Solution: I moved the model payload out of the Docker image and attached it via EFS to the Lambda's /tmp directory. I then implemented a lazy-loading handler that initializes the model inside the execution function on the first invocation, successfully bypassing the init timeout limit.

Cross-Platform Architecture Mismatches

Problem: Building ARM64 Docker images on a local ARM machine (M3 Mac) using standard GitHub Action runners (x86_64) resulted in subtle emulation failures, causing instant container crashes upon deployment to AWS.
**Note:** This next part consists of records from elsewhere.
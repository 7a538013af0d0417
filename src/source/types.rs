//! Message-record types — the metadata shape delivered by the mail
//! retrieval collaborator.

use chrono::{DateTime, Utc};
use serde::{Deserialize, Serialize};

/// A single message header line.
#[derive(Debug, Clone, PartialEq, Eq, Serialize, Deserialize)]
pub struct HeaderLine {
    pub name: String,
    pub value: String,
}

impl HeaderLine {
    pub fn new(name: impl Into<String>, value: impl Into<String>) -> Self {
        Self {
            name: name.into(),
            value: value.into(),
        }
    }
}

/// Message payload — the header list is the only part the pipeline reads.
#[derive(Debug, Clone, Default, Serialize, Deserialize)]
pub struct MessagePayload {
    #[serde(default)]
    pub headers: Vec<HeaderLine>,
}

/// One inbox message, as delivered by the mail-retrieval collaborator.
///
/// Field selection mirrors the metadata set requested from the provider
/// (`id`, `internalDate`, `snippet`, `historyId`, `labelIds`, `payload`,
/// `sizeEstimate`). Everything except `id` is optional so sparse field
/// selections still decode.
#[derive(Debug, Clone, Serialize, Deserialize)]
#[serde(rename_all = "camelCase")]
pub struct MessageRecord {
    pub id: String,
    /// Delivery time as epoch milliseconds, stringified by the provider.
    #[serde(default, skip_serializing_if = "Option::is_none")]
    pub internal_date: Option<String>,
    #[serde(default, skip_serializing_if = "Option::is_none")]
    pub snippet: Option<String>,
    #[serde(default, skip_serializing_if = "Option::is_none")]
    pub history_id: Option<String>,
    #[serde(default, skip_serializing_if = "Vec::is_empty")]
    pub label_ids: Vec<String>,
    #[serde(default, skip_serializing_if = "Option::is_none")]
    pub payload: Option<MessagePayload>,
    #[serde(default, skip_serializing_if = "Option::is_none")]
    pub size_estimate: Option<u64>,
}

impl MessageRecord {
    /// Minimal record carrying only an id and a header list.
    pub fn with_headers(id: impl Into<String>, headers: Vec<HeaderLine>) -> Self {
        Self {
            id: id.into(),
            internal_date: None,
            snippet: None,
            history_id: None,
            label_ids: Vec::new(),
            payload: Some(MessagePayload { headers }),
            size_estimate: None,
        }
    }

    /// Header sequence, empty when the payload or header list is absent.
    pub fn headers(&self) -> &[HeaderLine] {
        self.payload
            .as_ref()
            .map(|p| p.headers.as_slice())
            .unwrap_or(&[])
    }

    /// Delivery timestamp parsed from `internal_date`.
    ///
    /// `None` when the field is absent or not a valid millisecond count.
    pub fn received_at(&self) -> Option<DateTime<Utc>> {
        let millis: i64 = self.internal_date.as_deref()?.parse().ok()?;
        DateTime::from_timestamp_millis(millis)
    }
}

/// Earliest and latest delivery timestamps across a batch.
///
/// Records without a parseable `internal_date` are skipped; `None` when
/// no record has one.
pub fn batch_window(records: &[MessageRecord]) -> Option<(DateTime<Utc>, DateTime<Utc>)> {
    let mut timestamps = records.iter().filter_map(MessageRecord::received_at);
    let first = timestamps.next()?;
    Some(timestamps.fold((first, first), |(min, max), ts| {
        (min.min(ts), max.max(ts))
    }))
}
Solution: Engineered a dedicated QEMU-based CI/CD pipeline using Docker Buildx within GitHub Actions to force true cross-compilation. This ensured stable, native ARM64 image generation for the production environment.

The API Identity Crisis

Problem: Initially, I used FastAPI wrapped in mangum for all my Serverless Python services. For simple ingestion or interaction-logging endpoints, the FastAPI overhead was adding 100+ lines of boilerplate, unnecessary dependencies, and increasing the cold-start time for no tangible benefit.

Solution: The ultimate abstraction is removing the abstraction. I ripped FastAPI out of the lightweight microservices and rewrote them as pure, 30-line native AWS Lambda handlers. By manually parsing the JSON and returning the exact HTTP headers API Gateway expects, I drastically reduced the package size, cold-start latency, and point-of-failure surface area.